Questa non è ideologia, che è un’adesione a qualcosa di relativo come se fosse l’assoluto, quando invece è un’idea umana, una visione del mondo. Anche l’ideologia può portare a una specie di martirio. Nel caso della fede, invece, è un’affermazione dell’assoluto nella storia. Il sangue innocente versato da Maria Goretti diventa seme di santità. Il suo assassino dopo decenni di reclusione si è convertito, è diventato un religioso ed è morto in un convento.
Santa Giacinta (1910-1920) e Francisco Marto (1908-1919), i pastorelli testimoni delle apparizioni di Fatima, sono morti giovanissimi di malattia offrendo le loro sofferenze per la conversione dei peccatori e la gloria di Dio.
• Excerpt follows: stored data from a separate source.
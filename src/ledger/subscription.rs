//! Subscription lifecycle: trial start, plan changes, the daily question
//! gate, and the one-way migration off the credits model.

use chrono::{Months, Utc};
use tracing::info;

use crate::{
    error::Result,
    models::{
        BalanceChange, CreditTransaction, PlanId, Subscription, SubscriptionSettings,
        SubscriptionStatus, TransactionKind,
    },
    settings,
    storage::{AccountStorage, Storage},
};

/// Lifetime credit total that migrates an account to [`PlanId::Tier2`].
const TIER2_THRESHOLD: i64 = 500;
/// Lifetime credit total that migrates an account to [`PlanId::Tier1`].
const TIER1_THRESHOLD: i64 = 150;

fn questions_limit_for(settings: &SubscriptionSettings, plan: PlanId) -> Option<i64> {
    settings.plan(plan).and_then(|def| def.questions_per_day)
}

/// Start a new account on the default plan's trial window.
///
/// No-op returning the stored block when a subscription already exists.
pub async fn initialize_user_subscription(
    storage: &dyn Storage,
    account_id: &str,
) -> Result<Subscription> {
    let account = storage.get_or_create_account(account_id).await?;
    if let Some(existing) = account.subscription {
        return Ok(existing);
    }

    let settings = settings::subscription_settings(storage).await?;
    let now = Utc::now();
    let subscription = Subscription {
        plan: settings.default_plan,
        status: SubscriptionStatus::Active,
        start_date: now,
        end_date: now + chrono::Duration::try_days(settings.trial_days).unwrap_or_default(),
        questions_used: 0,
        questions_limit: questions_limit_for(&settings, settings.default_plan),
    };

    if storage
        .init_subscription(account_id, subscription.clone())
        .await?
    {
        info!(
            account_id,
            plan = subscription.plan.as_str(),
            "started trial subscription"
        );
        return Ok(subscription);
    }

    // Lost an initialization race; return whichever block won.
    let account = storage.get_or_create_account(account_id).await?;
    Ok(account.subscription.unwrap_or(subscription))
}

/// Switch an account to `plan` with a fresh one-month window.
///
/// Usage counters reset. Independent of any payment confirmation; billing
/// integration is out of scope.
pub async fn update_user_subscription(
    storage: &dyn Storage,
    account_id: &str,
    plan: PlanId,
    status: SubscriptionStatus,
) -> Result<Subscription> {
    storage.get_or_create_account(account_id).await?;

    let settings = settings::subscription_settings(storage).await?;
    let now = Utc::now();
    let subscription = Subscription {
        plan,
        status,
        start_date: now,
        end_date: now + Months::new(1),
        questions_used: 0,
        questions_limit: questions_limit_for(&settings, plan),
    };

    storage
        .set_subscription(account_id, subscription.clone())
        .await?;
    info!(account_id, plan = plan.as_str(), "updated subscription");
    Ok(subscription)
}

/// Admission check for one question; true also counts it.
///
/// False when the subscription is missing, not active, past its window, or
/// out of quota; nothing changes in those cases.
pub async fn use_question(storage: &dyn Storage, account_id: &str) -> Result<bool> {
    storage.consume_question(account_id, Utc::now()).await
}

/// One-way migration from the credits model to a subscription.
///
/// The lifetime credit total picks the tier. Any remaining balance is zeroed
/// into the ledger with a `credit_migration` entry and the credits block is
/// removed. A second call is a no-op returning the existing subscription.
pub async fn migrate_from_credits_to_subscription(
    storage: &dyn Storage,
    account_id: &str,
) -> Result<Subscription> {
    let account = storage.get_or_create_account(account_id).await?;
    if let Some(existing) = account.subscription {
        return Ok(existing);
    }

    let total = account.credits.map_or(0, |balance| balance.total);
    let plan = if total >= TIER2_THRESHOLD {
        PlanId::Tier2
    } else if total >= TIER1_THRESHOLD {
        PlanId::Tier1
    } else {
        PlanId::Free
    };

    let settings = settings::subscription_settings(storage).await?;
    let now = Utc::now();
    let subscription = Subscription {
        plan,
        status: SubscriptionStatus::Active,
        start_date: now,
        end_date: now + Months::new(1),
        questions_used: 0,
        questions_limit: questions_limit_for(&settings, plan),
    };

    if !storage
        .init_subscription(account_id, subscription.clone())
        .await?
    {
        // A concurrent migration won; keep its result.
        let account = storage.get_or_create_account(account_id).await?;
        return Ok(account.subscription.unwrap_or(subscription));
    }

    if let Some(balance) = account.credits {
        let change = BalanceChange {
            previous_balance: balance.remaining,
            new_balance: 0,
        };
        let tx = CreditTransaction::record(
            account_id,
            TransactionKind::Remove,
            -balance.remaining,
            change,
            Some("credit_migration".to_string()),
        );
        storage.record_transaction(&tx).await?;
        storage.clear_credits(account_id).await?;
    }

    info!(
        account_id,
        plan = plan.as_str(),
        total,
        "migrated account to subscription"
    );
    Ok(subscription)
}

/// Zero `questions_used` on every active subscription. Idempotent; returns
/// how many accounts were touched.
pub async fn reset_daily_questions(storage: &dyn Storage) -> Result<u64> {
    let touched = storage.reset_daily_questions().await?;
    info!(touched, "reset daily question counters");
    Ok(touched)
}

#[cfg(test)]
mod tests {
    use super::*;
    use crate::ledger::add_credits;
    use crate::storage::{AccountStorage, MemoryStorage};
    use chrono::Duration;

    #[tokio::test]
    async fn test_initialize_starts_default_plan_trial() {
        let storage = MemoryStorage::new();
        let sub = initialize_user_subscription(&storage, "u_1").await.unwrap();

        assert_eq!(sub.plan, PlanId::Free);
        assert_eq!(sub.status, SubscriptionStatus::Active);
        assert_eq!(sub.questions_used, 0);
        assert_eq!(sub.questions_limit, Some(5));
        assert!(sub.end_date > Utc::now() + Duration::days(6));
    }

    #[tokio::test]
    async fn test_initialize_keeps_existing_subscription() {
        let storage = MemoryStorage::new();
        update_user_subscription(&storage, "u_1", PlanId::Tier2, SubscriptionStatus::Active)
            .await
            .unwrap();

        let sub = initialize_user_subscription(&storage, "u_1").await.unwrap();
        assert_eq!(sub.plan, PlanId::Tier2);
    }

    #[tokio::test]
    async fn test_update_resets_counters_and_window() {
        let storage = MemoryStorage::new();
        initialize_user_subscription(&storage, "u_1").await.unwrap();
        assert!(use_question(&storage, "u_1").await.unwrap());
        assert!(use_question(&storage, "u_1").await.unwrap());

        let sub = update_user_subscription(&storage, "u_1", PlanId::Tier1, SubscriptionStatus::Active)
            .await
            .unwrap();

        assert_eq!(sub.plan, PlanId::Tier1);
        assert_eq!(sub.questions_used, 0);
        assert_eq!(sub.questions_limit, Some(50));
        assert!(sub.end_date > Utc::now() + Duration::days(27));
    }

    #[tokio::test]
    async fn test_use_question_exhausts_quota() {
        let storage = MemoryStorage::new();
        initialize_user_subscription(&storage, "u_1").await.unwrap();

        for _ in 0..5 {
            assert!(use_question(&storage, "u_1").await.unwrap());
        }
        assert!(!use_question(&storage, "u_1").await.unwrap());

        let account = storage.get_account("u_1").await.unwrap().unwrap();
        assert_eq!(account.subscription.unwrap().questions_used, 5);
    }

    #[tokio::test]
    async fn test_use_question_fails_after_window_closes() {
        let storage = MemoryStorage::new();
        storage.get_or_create_account("u_1").await.unwrap();
        let now = Utc::now();
        storage
            .set_subscription(
                "u_1",
                Subscription {
                    plan: PlanId::Tier1,
                    status: SubscriptionStatus::Active,
                    start_date: now - Duration::days(40),
                    end_date: now - Duration::days(9),
                    questions_used: 0,
                    questions_limit: Some(50),
                },
            )
            .await
            .unwrap();

        assert!(!use_question(&storage, "u_1").await.unwrap());

        let account = storage.get_account("u_1").await.unwrap().unwrap();
        assert_eq!(account.subscription.unwrap().questions_used, 0);
    }

    #[tokio::test]
    async fn test_use_question_fails_when_cancelled() {
        let storage = MemoryStorage::new();
        initialize_user_subscription(&storage, "u_1").await.unwrap();
        update_user_subscription(&storage, "u_1", PlanId::Tier1, SubscriptionStatus::Cancelled)
            .await
            .unwrap();

        assert!(!use_question(&storage, "u_1").await.unwrap());
    }

    #[tokio::test]
    async fn test_use_question_unbounded_plan() {
        let storage = MemoryStorage::new();
        update_user_subscription(&storage, "u_1", PlanId::Tier2, SubscriptionStatus::Active)
            .await
            .unwrap();

        for _ in 0..200 {
            assert!(use_question(&storage, "u_1").await.unwrap());
        }
    }

    #[tokio::test]
    async fn test_use_question_without_subscription() {
        let storage = MemoryStorage::new();
        storage.get_or_create_account("u_1").await.unwrap();
        assert!(!use_question(&storage, "u_1").await.unwrap());
    }

    #[tokio::test]
    async fn test_migration_tier_thresholds() {
        let storage = MemoryStorage::new();

        add_credits(&storage, "heavy", 500, true, None).await.unwrap();
        add_credits(&storage, "mid", 150, true, None).await.unwrap();
        add_credits(&storage, "light", 149, true, None).await.unwrap();

        let heavy = migrate_from_credits_to_subscription(&storage, "heavy")
            .await
            .unwrap();
        let mid = migrate_from_credits_to_subscription(&storage, "mid")
            .await
            .unwrap();
        let light = migrate_from_credits_to_subscription(&storage, "light")
            .await
            .unwrap();

        assert_eq!(heavy.plan, PlanId::Tier2);
        assert_eq!(mid.plan, PlanId::Tier1);
        assert_eq!(light.plan, PlanId::Free);
    }

    #[tokio::test]
    async fn test_migration_zeroes_credits_into_ledger() {
        let storage = MemoryStorage::new();
        add_credits(&storage, "u_1", 120, true, None).await.unwrap();

        migrate_from_credits_to_subscription(&storage, "u_1")
            .await
            .unwrap();

        let account = storage.get_account("u_1").await.unwrap().unwrap();
        assert!(account.credits.is_none());
        assert!(account.subscription.is_some());

        let history = storage.list_transactions("u_1", 1).await.unwrap();
        assert_eq!(history[0].kind, TransactionKind::Remove);
        assert_eq!(history[0].amount, -120);
        assert_eq!(history[0].previous_balance, 120);
        assert_eq!(history[0].new_balance, 0);
        assert_eq!(history[0].note.as_deref(), Some("credit_migration"));
    }

    #[tokio::test]
    async fn test_migration_twice_is_noop() {
        let storage = MemoryStorage::new();
        add_credits(&storage, "u_1", 200, true, None).await.unwrap();

        let first = migrate_from_credits_to_subscription(&storage, "u_1")
            .await
            .unwrap();
        let entries = storage.list_transactions("u_1", 10).await.unwrap().len();

        let second = migrate_from_credits_to_subscription(&storage, "u_1")
            .await
            .unwrap();

        assert_eq!(first.plan, second.plan);
        assert_eq!(
            storage.list_transactions("u_1", 10).await.unwrap().len(),
            entries
        );
    }

    #[tokio::test]
    async fn test_migration_of_fresh_account_lands_on_free() {
        let storage = MemoryStorage::new();
        let sub = migrate_from_credits_to_subscription(&storage, "u_new")
            .await
            .unwrap();

        assert_eq!(sub.plan, PlanId::Free);
        assert!(storage
            .list_transactions("u_new", 10)
            .await
            .unwrap()
            .is_empty());
    }

    #[tokio::test]
    async fn test_reset_daily_questions_idempotent() {
        let storage = MemoryStorage::new();
        initialize_user_subscription(&storage, "u_1").await.unwrap();
        initialize_user_subscription(&storage, "u_2").await.unwrap();
        assert!(use_question(&storage, "u_1").await.unwrap());

        assert_eq!(reset_daily_questions(&storage).await.unwrap(), 2);
        assert_eq!(reset_daily_questions(&storage).await.unwrap(), 2);

        let account = storage.get_account("u_1").await.unwrap().unwrap();
        assert_eq!(account.subscription.unwrap().questions_used, 0);
    }
}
A quale logica risponde questa offerta?
Siamo nella logica di un’adesione cristiana autentica a Colui che è la verità, che è la nostra salvezza e che ha dato la sua vita per noi. Cosa che già san Paolo aveva scritto nella sua “Lettera ai Galati”, in cui afferma che la sua vita non è più nella carne o in un modo di vedere del mondo e che non è più lui a vivere, ma Cristo vive in lui.
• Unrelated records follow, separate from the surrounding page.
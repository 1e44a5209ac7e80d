//! Error types for the Homework Helper backend.

use axum::{
    http::StatusCode,
    response::{IntoResponse, Response},
    Json,
};
use serde_json::json;

/// Result type alias using the library's error type.
pub type Result<T> = std::result::Result<T, Error>;

/// Error type for Homework Helper operations.
#[derive(Debug, thiserror::Error)]
pub enum Error {
    /// Storage operation failed.
    #[error("storage error: {0}")]
    Storage(#[from] StorageError),

    /// LLM vendor request failed before the stream opened.
    #[error("upstream error: {0}")]
    Upstream(String),

    /// JWT token operation failed.
    #[error("JWT error: {0}")]
    Jwt(#[from] jsonwebtoken::errors::Error),

    /// Account not found.
    #[error("account not found: {0}")]
    AccountNotFound(String),

    /// Authentication failed.
    #[error("authentication failed: {0}")]
    AuthFailed(String),

    /// Admission gate refused the request (no credits or questions left).
    #[error("quota exhausted: {0}")]
    QuotaExhausted(String),

    /// Invalid request.
    #[error("invalid request: {0}")]
    InvalidRequest(String),
}

/// Storage-specific errors.
#[derive(Debug, thiserror::Error)]
pub enum StorageError {
    /// Database query failed.
    #[cfg(feature = "sqlx-storage")]
    #[error("database error: {0}")]
    Database(#[from] sqlx::Error),

    /// Generic storage error for non-sqlx backends.
    #[error("storage error: {0}")]
    Other(String),
}

impl IntoResponse for Error {
    fn into_response(self) -> Response {
        let (status, message) = match &self {
            Error::Storage(_) => (StatusCode::INTERNAL_SERVER_ERROR, self.to_string()),
            Error::Upstream(_) => (StatusCode::BAD_GATEWAY, self.to_string()),
            Error::Jwt(_) => (StatusCode::UNAUTHORIZED, "invalid token".to_string()),
            Error::AccountNotFound(_) => (StatusCode::NOT_FOUND, self.to_string()),
            Error::AuthFailed(_) => (StatusCode::UNAUTHORIZED, self.to_string()),
            Error::QuotaExhausted(_) => (StatusCode::PAYMENT_REQUIRED, self.to_string()),
            Error::InvalidRequest(_) => (StatusCode::BAD_REQUEST, self.to_string()),
        };

        (status, Json(json!({ "error": message }))).into_response()
    }
}

#[cfg(test)]
mod tests {
    use super::*;

    #[test]
    fn test_error_display() {
        let err = Error::AccountNotFound("u_123".to_string());
        assert_eq!(err.to_string(), "account not found: u_123");
    }

    #[test]
    fn test_storage_error_display() {
        let err = StorageError::Other("test error".to_string());
        assert_eq!(err.to_string(), "storage error: test error");
    }

    #[test]
    fn test_error_from_storage_error() {
        let storage_err = StorageError::Other("test".to_string());
        let err: Error = storage_err.into();
        assert!(matches!(err, Error::Storage(_)));
    }

    #[test]
    fn test_quota_exhausted_status() {
        let response = Error::QuotaExhausted("no questions left today".to_string()).into_response();
        assert_eq!(response.status(), StatusCode::PAYMENT_REQUIRED);
    }
}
Come vede la figura di Santa Teresa di Lisieux(1873-1897), patrona delle missioni pur non essendo mai uscita dal monastero?
È chiamata Santa Teresina del Bambin Gesù per distinguerla da Santa Teresa d’Avila, la grande riformatrice del Carmelo. La sua è una spiritualità dell’infanzia per cui «Se non sarete come i bambini, non entrerete nel Regno dei cieli» (Mt 18:3). Allora l’infante è colui che, al di là dei suoi capriccetti, si fida e lascia tutto nelle mani del Padre aderendo al fratello maggiore, ovvero a Gesù Cristo, che ci ha restituito la nostra vita di comunione filiale.
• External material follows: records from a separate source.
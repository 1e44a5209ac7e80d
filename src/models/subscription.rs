//! Subscription types for Homework Helper accounts.

use chrono::{DateTime, Utc};
use serde::{Deserialize, Serialize};

/// Subscription plan identifier.
#[derive(Debug, Clone, Copy, PartialEq, Eq, Default, Serialize, Deserialize)]
#[serde(rename_all = "snake_case")]
pub enum PlanId {
    /// Free plan (default).
    #[default]
    Free,
    /// Mid tier plan.
    Tier1,
    /// Top tier plan.
    Tier2,
}

impl PlanId {
    /// Stable string form used in storage and JSON.
    #[must_use]
    pub fn as_str(&self) -> &'static str {
        match self {
            Self::Free => "free",
            Self::Tier1 => "tier1",
            Self::Tier2 => "tier2",
        }
    }
}

/// Lifecycle status of a subscription.
#[derive(Debug, Clone, Copy, PartialEq, Eq, Default, Serialize, Deserialize)]
#[serde(rename_all = "snake_case")]
pub enum SubscriptionStatus {
    /// Subscription is live.
    #[default]
    Active,
    /// Cancelled by the user or an admin.
    Cancelled,
    /// Ran past its end date.
    Expired,
}

impl SubscriptionStatus {
    /// Stable string form used in storage and JSON.
    #[must_use]
    pub fn as_str(&self) -> &'static str {
        match self {
            Self::Active => "active",
            Self::Cancelled => "cancelled",
            Self::Expired => "expired",
        }
    }
}

/// Subscription block on an account.
#[derive(Debug, Clone, PartialEq, Serialize, Deserialize)]
pub struct Subscription {
    /// Plan this subscription grants.
    pub plan: PlanId,
    /// Current lifecycle status.
    pub status: SubscriptionStatus,
    /// When the current window opened.
    pub start_date: DateTime<Utc>,
    /// When the current window closes.
    pub end_date: DateTime<Utc>,
    /// Questions consumed in the current day.
    pub questions_used: i64,
    /// Daily question quota (None = unbounded).
    pub questions_limit: Option<i64>,
}

impl Subscription {
    /// Returns true if the subscription admits a question right now:
    /// status is active, the window has not closed, and quota remains.
    #[must_use]
    pub fn can_ask(&self, now: DateTime<Utc>) -> bool {
        if self.status != SubscriptionStatus::Active {
            return false;
        }
        if now > self.end_date {
            return false;
        }
        match self.questions_limit {
            Some(limit) => self.questions_used < limit,
            None => true,
        }
    }
}

#[cfg(feature = "sqlx-storage")]
impl sqlx::Type<sqlx::Postgres> for PlanId {
    fn type_info() -> sqlx::postgres::PgTypeInfo {
        <String as sqlx::Type<sqlx::Postgres>>::type_info()
    }
}

#[cfg(feature = "sqlx-storage")]
impl<'r> sqlx::Decode<'r, sqlx::Postgres> for PlanId {
    fn decode(value: sqlx::postgres::PgValueRef<'r>) -> Result<Self, sqlx::error::BoxDynError> {
        let s = <String as sqlx::Decode<sqlx::Postgres>>::decode(value)?;
        match s.as_str() {
            "free" => Ok(Self::Free),
            "tier1" => Ok(Self::Tier1),
            "tier2" => Ok(Self::Tier2),
            _ => Ok(Self::Free),
        }
    }
}

#[cfg(feature = "sqlx-storage")]
impl sqlx::Encode<'_, sqlx::Postgres> for PlanId {
    fn encode_by_ref(
        &self,
        buf: &mut sqlx::postgres::PgArgumentBuffer,
    ) -> Result<sqlx::encode::IsNull, sqlx::error::BoxDynError> {
        <&str as sqlx::Encode<sqlx::Postgres>>::encode(self.as_str(), buf)
    }
}

#[cfg(feature = "sqlx-storage")]
impl sqlx::Type<sqlx::Postgres> for SubscriptionStatus {
    fn type_info() -> sqlx::postgres::PgTypeInfo {
        <String as sqlx::Type<sqlx::Postgres>>::type_info()
    }
}

#[cfg(feature = "sqlx-storage")]
impl<'r> sqlx::Decode<'r, sqlx::Postgres> for SubscriptionStatus {
    fn decode(value: sqlx::postgres::PgValueRef<'r>) -> Result<Self, sqlx::error::BoxDynError> {
        let s = <String as sqlx::Decode<sqlx::Postgres>>::decode(value)?;
        match s.as_str() {
            "active" => Ok(Self::Active),
            "cancelled" => Ok(Self::Cancelled),
            "expired" => Ok(Self::Expired),
            _ => Ok(Self::Expired),
        }
    }
}

#[cfg(feature = "sqlx-storage")]
impl sqlx::Encode<'_, sqlx::Postgres> for SubscriptionStatus {
    fn encode_by_ref(
        &self,
        buf: &mut sqlx::postgres::PgArgumentBuffer,
    ) -> Result<sqlx::encode::IsNull, sqlx::error::BoxDynError> {
        <&str as sqlx::Encode<sqlx::Postgres>>::encode(self.as_str(), buf)
    }
}

#[cfg(test)]
mod tests {
    use chrono::Duration;

    use super::*;

    fn make_test_subscription() -> Subscription {
        Subscription {
            plan: PlanId::Tier1,
            status: SubscriptionStatus::Active,
            start_date: Utc::now() - Duration::days(1),
            end_date: Utc::now() + Duration::days(29),
            questions_used: 0,
            questions_limit: Some(50),
        }
    }

    #[test]
    fn test_plan_id_default() {
        let plan: PlanId = Default::default();
        assert_eq!(plan, PlanId::Free);
    }

    #[test]
    fn test_plan_id_serde() {
        let plan = PlanId::Tier2;
        let json = serde_json::to_string(&plan).unwrap();
        assert_eq!(json, "\"tier2\"");

        let parsed: PlanId = serde_json::from_str(&json).unwrap();
        assert_eq!(parsed, PlanId::Tier2);
    }

    #[test]
    fn test_status_serde() {
        let status = SubscriptionStatus::Cancelled;
        let json = serde_json::to_string(&status).unwrap();
        assert_eq!(json, "\"cancelled\"");

        let parsed: SubscriptionStatus = serde_json::from_str(&json).unwrap();
        assert_eq!(parsed, SubscriptionStatus::Cancelled);
    }

    #[test]
    fn test_can_ask_active_with_quota() {
        let sub = make_test_subscription();
        assert!(sub.can_ask(Utc::now()));
    }

    #[test]
    fn test_can_ask_fails_on_inactive_status() {
        let mut sub = make_test_subscription();
        sub.status = SubscriptionStatus::Cancelled;
        assert!(!sub.can_ask(Utc::now()));
    }

    #[test]
    fn test_can_ask_fails_past_end_date() {
        let mut sub = make_test_subscription();
        sub.end_date = Utc::now() - Duration::days(1);
        assert!(!sub.can_ask(Utc::now()));
    }

    #[test]
    fn test_can_ask_fails_on_exhausted_quota() {
        let mut sub = make_test_subscription();
        sub.questions_used = 50;
        assert!(!sub.can_ask(Utc::now()));
    }

    #[test]
    fn test_can_ask_unbounded_quota() {
        let mut sub = make_test_subscription();
        sub.questions_limit = None;
        sub.questions_used = 10_000;
        assert!(sub.can_ask(Utc::now()));
    }
}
Perché san Pio X, che è stato Papa dal 1903 al 1914 e ha anticipato l’età per la prima comunione, disse: «Ci saranno santi anche tra i bambini»?
È un’espressione già concessiva. Di solito per essere santi bisogna avere tutta la consapevolezza, l’intelligenza e l’uso delle proprie facoltà e offrirsi deliberatamente a Dio, però ci può essere anche qualcosa di più delicato come è questo momento di crescita dei bambini che già avvertono la differenza tra il corpo di Cristo e il pane della mensa e quando sono in grado di stabilirla, allora possono anche accogliere l’Eucarestia. Questa è già una concessione, che è andata poi sempre di più maturando nel tempo man mano che sono cresciuti gli studi di psicologia evolutiva dove si vede che il bambino non è un “minus habens”, ma ha già tutta una forma organizzata di intelligenza, sensibilità e volontà, che ne fa una persona capace di avvertire delle qualità più alte. Senza parlare del fatto che l’infanzia stessa è particolarmente sensibile al fattore religioso, che è costitutivo della mentalità dei bambini, ma non perché non capiscono e quindi si lasciano andare al mito e alla fantasia, ma perché effettivamente sono in contatto, molto più degli adulti, con l’origine stessa delle cose e hanno una sensibilità autenticamente religiosa.
A quale esigenza corrisponde l’attuale tendenza della Chiesa a riconoscere più santi e in minor tempo rispetto al passato?
Promuovere modelli di vita più confacenti all’esistenza dei giovani e degli uomini di oggi è un’esigenza storica. Non dobbiamo meravigliarci se da un certo punto in poi abbiamo tanti santi. Quelli che noi vediamo riconosciuti sono infinitamente meno della schiera enorme di santi non da altare che costituiscono la Chiesa. Nessuno di loro esaurisce la santità di Cristo che si esprime in infinite forme, nei modi più vari e passa attraverso i sentimenti, le piccole decisioni, il frammento della vita e le cose più impensabili.